In 1985, Screech received a BA in Oriental Studies (Japanese) at the University of Oxford. In 1991, he completed his PhD in art history at Harvard University. As well as his permanent posts, he has been visiting professor at the University of Chicago, Heidelberg University, and Tokyo University of Foreign Studies and guest researcher at Gakushuin University and Waseda University in Japan, and at Yale, Berkeley and UCLA in the USA. His main current research project is related to the deification of the first Tokugawa shogun, Ieyasu, in 1616-17, and his cult as the Great Avatar.
In July 2018 Screech was elected a Fellow of the British Academy (FBA).[1]
Screech’s work had been translated into Chinese (Taiwan and PRC), French, German, Japanese, Korean, Polish and Romanian.
His leisure interests are ailurophilia, learning Burmese, and cultivating plants in the former Kingdom of the Ryukyus.
In 2022 he received both the Fukuoka Prize Academic Prize, and the Yamagata Bantō Prize
Published work includes
2020: The Shogun's Silver Telescope: God, Art & Money in the English Quest for Japan (Oxford: Oxford University Press)
2020: Tokyo before Tokyo: Power and Magic in the Shogun's City of Edo (London: Reaktion Books & Chicago: Chicago University Press)

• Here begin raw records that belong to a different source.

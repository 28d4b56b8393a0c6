use crate::config::DigestConfig;
use crate::error::{DigestError, Result};
use crate::range::RangeSpecifier;
use crate::store::PropertyStore;
use std::collections::{BTreeMap, BTreeSet};

pub type SheetId = u64;

/// Store key holding the pending-change blob.
pub const DEFAULT_LEDGER_KEY: &str = "pending_changes";

/// Attempts before a contended update gives up.
pub const MAX_CAS_ATTEMPTS: usize = 8;

/// Canonical specifier strings waiting to be summarized, per sheet.
///
/// Serialized as `{"<sheetId>": ["A1:B4", "E4"]}`; each set is sorted and
/// deduplicated.
pub type PendingChanges = BTreeMap<SheetId, BTreeSet<String>>;

/// Accumulates changed ranges between flushes.
///
/// The whole mapping lives under a single store key. Every update is a
/// compare-and-swap against the value that was read, retried on conflict, so
/// two edits landing together cannot silently overwrite each other as long as
/// the store's `compare_and_set` is atomic.
pub struct ChangeLedger<S: PropertyStore> {
    store: S,
    key: String,
}

impl<S: PropertyStore> ChangeLedger<S> {
    pub fn new(store: S) -> Self {
        Self::with_key(store, DEFAULT_LEDGER_KEY)
    }

    pub fn with_key(store: S, key: impl Into<String>) -> Self {
        ChangeLedger {
            store,
            key: key.into(),
        }
    }

    /// A ledger under the configured `ledger_key`.
    pub fn from_config(store: S, config: &DigestConfig) -> Self {
        Self::with_key(store, config.ledger_key.clone())
    }

    pub fn store(&self) -> &S {
        &self.store
    }

    pub fn key(&self) -> &str {
        &self.key
    }

    /// Replace the whole mapping with an empty one.
    pub fn reset(&self) -> Result<()> {
        self.store.set(&self.key, &encode(&PendingChanges::new())?)?;
        log::debug!("ledger '{}' reset", self.key);
        Ok(())
    }

    /// Reset only when nothing has been stored under the key yet.
    ///
    /// Returns true if the ledger was created by this call.
    pub fn ensure_initialized(&self) -> Result<bool> {
        let empty = encode(&PendingChanges::new())?;
        let created = self.store.compare_and_set(&self.key, None, &empty)?;
        if created {
            log::info!("ledger '{}' initialized", self.key);
        }
        Ok(created)
    }

    pub fn is_initialized(&self) -> Result<bool> {
        Ok(self.store.get(&self.key)?.is_some())
    }

    /// Validate `raw` and record it for `sheet`.
    pub fn record_str(&self, sheet: SheetId, raw: &str) -> Result<bool> {
        let spec = RangeSpecifier::parse(raw)?;
        self.record(sheet, &spec)
    }

    /// Add `spec` to the sheet's pending set.
    ///
    /// Returns false if an equivalent specifier was already pending.
    pub fn record(&self, sheet: SheetId, spec: &RangeSpecifier) -> Result<bool> {
        let entry = spec.to_string();
        let mut inserted = false;
        self.update(|pending| {
            inserted = pending.entry(sheet).or_default().insert(entry.clone());
            inserted
        })?;
        if inserted {
            log::info!("recorded change {} on sheet {}", entry, sheet);
        } else {
            log::debug!("change {} on sheet {} already pending", entry, sheet);
        }
        Ok(inserted)
    }

    /// Snapshot of everything pending. Does not clear the ledger.
    pub fn flush(&self) -> Result<PendingChanges> {
        let (_, pending) = self.read()?;
        Ok(pending)
    }

    /// Remove exactly the entries in `delivered`.
    ///
    /// Entries recorded after `delivered` was flushed stay pending.
    pub fn acknowledge(&self, delivered: &PendingChanges) -> Result<()> {
        self.update(|pending| {
            let mut changed = false;
            for (sheet, entries) in delivered {
                if let Some(current) = pending.get_mut(sheet) {
                    for entry in entries {
                        changed |= current.remove(entry);
                    }
                    if current.is_empty() {
                        pending.remove(sheet);
                    }
                }
            }
            changed
        })?;
        log::debug!(
            "ledger '{}' acknowledged {} sheet(s)",
            self.key,
            delivered.len()
        );
        Ok(())
    }

    fn read(&self) -> Result<(String, PendingChanges)> {
        let raw = self.store.get(&self.key)?.ok_or_else(|| {
            DigestError::PersistenceFailure(format!("ledger '{}' is not initialized", self.key))
        })?;
        let pending = decode(&raw)?;
        Ok((raw, pending))
    }

    /// Read, mutate and conditionally write back. `mutate` returns whether it
    /// changed anything; unchanged mappings are not written.
    fn update<F>(&self, mut mutate: F) -> Result<()>
    where
        F: FnMut(&mut PendingChanges) -> bool,
    {
        for attempt in 1..=MAX_CAS_ATTEMPTS {
            let (raw, mut pending) = self.read()?;
            if !mutate(&mut pending) {
                return Ok(());
            }
            let encoded = encode(&pending)?;
            if self.store.compare_and_set(&self.key, Some(&raw), &encoded)? {
                return Ok(());
            }
            log::warn!(
                "ledger '{}' changed concurrently, retrying ({}/{})",
                self.key,
                attempt,
                MAX_CAS_ATTEMPTS
            );
        }
        Err(DigestError::PersistenceFailure(format!(
            "ledger '{}' update lost {} compare-and-set races",
            self.key, MAX_CAS_ATTEMPTS
        )))
    }
}

fn encode(pending: &PendingChanges) -> Result<String> {
    Ok(serde_json::to_string(pending)?)
}

/// Decode a stored blob, rejecting any entry that is not a valid specifier.
fn decode(raw: &str) -> Result<PendingChanges> {
    let pending: PendingChanges = serde_json::from_str(raw)?;
    for (sheet, entries) in &pending {
        for entry in entries {
            RangeSpecifier::parse(entry).map_err(|e| {
                DigestError::PersistenceFailure(format!(
                    "stored entry '{}' for sheet {} is invalid: {}",
                    entry, sheet, e
                ))
            })?;
        }
    }
    Ok(pending)
}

2011: Obtaining Images: Art Production and Display in Edo Japan [London: Reaktion Books & Honolulu: University of Hawaii Press]
2007: Oranda ga true: Ningen kōryū no edo bijutsushi [The Dutch Are Passing: Edo art and the exchange of persons]. Tokyo: [University of Tokyo Press].

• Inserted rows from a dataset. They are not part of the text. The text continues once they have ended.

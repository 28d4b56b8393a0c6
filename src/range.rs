use crate::cell::{CellCoordinate, parse_reference, row_to_index};
use crate::error::{DigestError, Result};
use serde::{Deserialize, Serialize};
use std::collections::BTreeSet;
use std::fmt;
use std::str::FromStr;

/// Largest rectangle, in cells, a single specifier may cover.
///
/// Every recorded cell is expanded during summarizing, so a whole-sheet
/// selection would never finish rendering and would stay pending forever.
pub const MAX_RANGE_CELLS: u64 = 250_000;

/// An inclusive rectangle of cells.
///
/// Always normalized so that `start.row <= end.row` and `start.col <= end.col`.
#[derive(Clone, Copy, Debug, PartialEq, Eq, PartialOrd, Ord, Hash)]
pub struct CellRange {
    pub start: CellCoordinate,
    pub end: CellCoordinate,
}

impl CellRange {
    /// Construct a range from two corners in any order.
    pub fn new(a: CellCoordinate, b: CellCoordinate) -> Self {
        CellRange {
            start: CellCoordinate {
                row: a.row.min(b.row),
                col: a.col.min(b.col),
            },
            end: CellCoordinate {
                row: a.row.max(b.row),
                col: a.col.max(b.col),
            },
        }
    }

    pub fn contains(&self, cell: &CellCoordinate) -> bool {
        cell.row >= self.start.row
            && cell.row <= self.end.row
            && cell.col >= self.start.col
            && cell.col <= self.end.col
    }

    pub fn width(&self) -> u32 {
        self.end.col - self.start.col + 1
    }

    pub fn height(&self) -> u32 {
        self.end.row - self.start.row + 1
    }

    /// Number of cells covered.
    pub fn area(&self) -> u64 {
        u64::from(self.width()) * u64::from(self.height())
    }

    /// Iterate every cell, row-major.
    pub fn cells(&self) -> impl Iterator<Item = CellCoordinate> + '_ {
        (self.start.row..=self.end.row).flat_map(move |row| {
            (self.start.col..=self.end.col).map(move |col| CellCoordinate { row, col })
        })
    }
}

impl fmt::Display for CellRange {
    fn fmt(&self, f: &mut fmt::Formatter<'_>) -> fmt::Result {
        write!(f, "{}:{}", self.start, self.end)
    }
}

/// A validated change specifier as recorded by an edit event.
///
/// `Row` is the permissive fallback for a bare numeric token: it marks the row
/// as changed without naming any column.
#[derive(Clone, Debug, PartialEq, Eq, Hash, Serialize, Deserialize)]
#[serde(try_from = "String", into = "String")]
pub enum RangeSpecifier {
    Cell(CellCoordinate),
    Range(CellRange),
    Row(u32),
}

impl RangeSpecifier {
    /// Parse a raw specifier (`"E4"`, `"$E$4"`, `"A2:C3"` or `"7"`).
    ///
    /// Ranges larger than [`MAX_RANGE_CELLS`] are rejected.
    pub fn parse(spec: &str) -> Result<Self> {
        if let Some((a, b)) = spec.split_once(':') {
            let range = CellRange::new(parse_reference(a)?, parse_reference(b)?);
            if range.area() > MAX_RANGE_CELLS {
                return Err(DigestError::InvalidArgument(format!(
                    "range {} covers {} cells, more than the {} allowed",
                    range,
                    range.area(),
                    MAX_RANGE_CELLS
                )));
            }
            return Ok(RangeSpecifier::Range(range));
        }

        if !spec.is_empty() && spec.chars().all(|c| c.is_ascii_digit()) {
            let row = row_to_index(spec)?;
            if row < 1 {
                return Err(DigestError::InvalidArgument(format!(
                    "row marker must be at least 1, got '{}'",
                    spec
                )));
            }
            return Ok(RangeSpecifier::Row(row));
        }

        parse_reference(spec).map(RangeSpecifier::Cell)
    }
}

impl fmt::Display for RangeSpecifier {
    fn fmt(&self, f: &mut fmt::Formatter<'_>) -> fmt::Result {
        match self {
            RangeSpecifier::Cell(cell) => write!(f, "{}", cell),
            RangeSpecifier::Range(range) => write!(f, "{}", range),
            RangeSpecifier::Row(row) => write!(f, "{}", row),
        }
    }
}

impl FromStr for RangeSpecifier {
    type Err = DigestError;

    fn from_str(s: &str) -> Result<Self> {
        RangeSpecifier::parse(s)
    }
}

impl TryFrom<String> for RangeSpecifier {
    type Error = DigestError;

    fn try_from(value: String) -> Result<Self> {
        RangeSpecifier::parse(&value)
    }
}

impl From<RangeSpecifier> for String {
    fn from(spec: RangeSpecifier) -> Self {
        spec.to_string()
    }
}

/// Cells and rows covered by one or more specifiers.
#[derive(Clone, Debug, Default, PartialEq, Eq)]
pub struct NormalizedRange {
    pub cells: BTreeSet<CellCoordinate>,
    pub rows: BTreeSet<u32>,
}

impl NormalizedRange {
    /// Union another normalization into this one.
    pub fn merge(&mut self, other: NormalizedRange) {
        self.cells.extend(other.cells);
        self.rows.extend(other.rows);
    }

    /// The cells as A1 strings, deduplicated and sorted lexicographically.
    pub fn references(&self) -> Vec<String> {
        let mut refs: Vec<String> = self.cells.iter().map(|c| c.to_string()).collect();
        refs.sort();
        refs
    }

    /// Largest column touched by any cell, if there is one.
    pub fn rightmost_column(&self) -> Option<u32> {
        self.cells.iter().map(|c| c.col).max()
    }
}

/// Expand a specifier into every cell it covers and every row it spans
///
/// # Examples
/// ```
/// use sheet_digest::range::{RangeSpecifier, normalize_range};
///
/// let spec = RangeSpecifier::parse("A2:C3").unwrap();
/// let normalized = normalize_range(&spec);
/// assert_eq!(normalized.cells.len(), 6);
/// assert_eq!(normalized.rows.iter().copied().collect::<Vec<_>>(), vec![2, 3]);
/// ```
pub fn normalize_range(spec: &RangeSpecifier) -> NormalizedRange {
    let mut normalized = NormalizedRange::default();
    match spec {
        RangeSpecifier::Cell(cell) => {
            normalized.cells.insert(*cell);
            normalized.rows.insert(cell.row);
        }
        RangeSpecifier::Range(range) => {
            normalized.cells.extend(range.cells());
            normalized.rows.extend(range.start.row..=range.end.row);
        }
        RangeSpecifier::Row(row) => {
            normalized.rows.insert(*row);
        }
    }
    normalized
}

/// Parse then normalize a raw specifier.
pub fn normalize_str(spec: &str) -> Result<NormalizedRange> {
    Ok(normalize_range(&RangeSpecifier::parse(spec)?))
}

/// An inclusive run of consecutive rows.
#[derive(Clone, Copy, Debug, PartialEq, Eq, PartialOrd, Ord, Hash, Serialize, Deserialize)]
pub struct RowSpan {
    pub start: u32,
    pub end: u32,
}

impl RowSpan {
    pub fn new(start: u32, end: u32) -> Self {
        RowSpan { start, end }
    }

    pub fn contains(&self, row: u32) -> bool {
        row >= self.start && row <= self.end
    }

    /// The region from column A to `right_col` covering these rows.
    pub fn region(&self, right_col: u32) -> CellRange {
        CellRange::new(
            CellCoordinate { row: self.start, col: 1 },
            CellCoordinate {
                row: self.end,
                col: right_col.max(1),
            },
        )
    }
}

/// Collapse ascending, distinct row numbers into contiguous spans
///
/// Rows that differ by exactly one share a span.
///
/// # Examples
/// ```
/// use sheet_digest::range::{RowSpan, compress_rows};
///
/// assert_eq!(
///     compress_rows([1, 2, 3, 4, 8]),
///     vec![RowSpan::new(1, 4), RowSpan::new(8, 8)]
/// );
/// ```
pub fn compress_rows<I>(rows: I) -> Vec<RowSpan>
where
    I: IntoIterator<Item = u32>,
{
    let mut spans: Vec<RowSpan> = Vec::new();
    for row in rows {
        match spans.last_mut() {
            Some(current) if current.end.checked_add(1) == Some(row) => current.end = row,
            Some(current) => {
                debug_assert!(row > current.end, "rows must be sorted and distinct");
                spans.push(RowSpan::new(row, row));
            }
            None => spans.push(RowSpan::new(row, row)),
        }
    }
    spans
}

2003: Sex and Consumerism in Edo Japan. In: Consuming Bodies: Sex and Consumerism in Japanese Contemporary Art. London: Reaktion Books.

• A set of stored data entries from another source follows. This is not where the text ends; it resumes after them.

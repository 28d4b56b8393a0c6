use crate::error::{DigestError, Result};
use std::collections::BTreeMap;
use std::fs::{self, File};
use std::io::{BufReader, BufWriter, ErrorKind, Write};
use std::path::{Path, PathBuf};
use std::sync::Mutex;
use tempfile::NamedTempFile;

/// A string key-value property store owned by the host platform.
pub trait PropertyStore {
    fn get(&self, key: &str) -> Result<Option<String>>;

    fn set(&self, key: &str, value: &str) -> Result<()>;

    /// Write `value` only if the current value equals `expected`.
    ///
    /// Returns `Ok(false)` when another writer got there first. The default
    /// implementation is a plain read-compare-write and is only as atomic as
    /// the store itself; stores that can do better should override it.
    fn compare_and_set(&self, key: &str, expected: Option<&str>, value: &str) -> Result<bool> {
        let current = self.get(key)?;
        if current.as_deref() != expected {
            return Ok(false);
        }
        self.set(key, value)?;
        Ok(true)
    }
}

impl<S: PropertyStore + ?Sized> PropertyStore for &S {
    fn get(&self, key: &str) -> Result<Option<String>> {
        (**self).get(key)
    }

    fn set(&self, key: &str, value: &str) -> Result<()> {
        (**self).set(key, value)
    }

    fn compare_and_set(&self, key: &str, expected: Option<&str>, value: &str) -> Result<bool> {
        (**self).compare_and_set(key, expected, value)
    }
}

/// In-process store. Compare-and-set is atomic under the internal lock.
#[derive(Debug, Default)]
pub struct MemoryStore {
    values: Mutex<BTreeMap<String, String>>,
}

impl MemoryStore {
    pub fn new() -> Self {
        Self::default()
    }

    fn lock(&self) -> Result<std::sync::MutexGuard<'_, BTreeMap<String, String>>> {
        self.values
            .lock()
            .map_err(|_| DigestError::PersistenceFailure("memory store lock poisoned".to_string()))
    }
}

impl PropertyStore for MemoryStore {
    fn get(&self, key: &str) -> Result<Option<String>> {
        Ok(self.lock()?.get(key).cloned())
    }

    fn set(&self, key: &str, value: &str) -> Result<()> {
        self.lock()?.insert(key.to_string(), value.to_string());
        Ok(())
    }

    fn compare_and_set(&self, key: &str, expected: Option<&str>, value: &str) -> Result<bool> {
        let mut values = self.lock()?;
        if values.get(key).map(String::as_str) != expected {
            return Ok(false);
        }
        values.insert(key.to_string(), value.to_string());
        Ok(true)
    }
}

/// Properties persisted as one JSON object on disk.
///
/// Writes go to a temporary file in the same directory which then replaces
/// the target, so a crash mid-write leaves the previous contents intact.
/// There is no cross-process lock: two processes updating the same file race
/// and the last writer wins.
#[derive(Debug, Clone)]
pub struct FileStore {
    path: PathBuf,
}

impl FileStore {
    pub fn new(path: impl Into<PathBuf>) -> Self {
        FileStore { path: path.into() }
    }

    pub fn path(&self) -> &Path {
        &self.path
    }

    fn load(&self) -> Result<BTreeMap<String, String>> {
        let file = match File::open(&self.path) {
            Ok(file) => file,
            Err(e) if e.kind() == ErrorKind::NotFound => return Ok(BTreeMap::new()),
            Err(e) => return Err(e.into()),
        };
        let reader = BufReader::new(file);
        serde_json::from_reader(reader).map_err(|e| {
            DigestError::PersistenceFailure(format!(
                "cannot read property file {}: {}",
                self.path.display(),
                e
            ))
        })
    }

    fn save(&self, values: &BTreeMap<String, String>) -> Result<()> {
        let dir = match self.path.parent() {
            Some(parent) if !parent.as_os_str().is_empty() => parent.to_path_buf(),
            _ => PathBuf::from("."),
        };
        fs::create_dir_all(&dir)?;

        let temp = NamedTempFile::new_in(&dir)?;
        {
            let mut writer = BufWriter::new(temp.as_file());
            serde_json::to_writer_pretty(&mut writer, values)?;
            writer.flush()?;
        }
        temp.persist(&self.path).map_err(|e| {
            DigestError::PersistenceFailure(format!(
                "cannot replace property file {}: {}",
                self.path.display(),
                e.error
            ))
        })?;
        Ok(())
    }
}

impl PropertyStore for FileStore {
    fn get(&self, key: &str) -> Result<Option<String>> {
        Ok(self.load()?.get(key).cloned())
    }

    fn set(&self, key: &str, value: &str) -> Result<()> {
        let mut values = self.load()?;
        values.insert(key.to_string(), value.to_string());
        self.save(&values)
    }
}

2002: "Dressing Samuel Pepys: Japanese Garments and International Diplomacy in the Edo Period", Orientations. Vol. 2, pp. 50–57.
2002: "Erotyczne obrazy japonskie 1700–1820". Universitas Kraków. ISBN1-86189-030-3
2002: "The Edo Pleasure Districts as 'Pornotopia'", Orientations, Vol. 2, pp. 36–42.
2001:"The Birth of the Anatomical Body", Births and Rebirths in Japanese Art. Leiden: Hotei Press.
2001: "The visual legacy of Dodonaeus in botanical and Human Categorisation", Dodonaeus in Japan: Translation and the Scientific Mind in Tokugawa Japan. Leuven: Leuven University Press.
2000: The Shogun's Painted Culture: Fear and Creativity in the Japanese States, 1760–1829. London: Reaktion Books. (London). ISBN1-86189-064-8.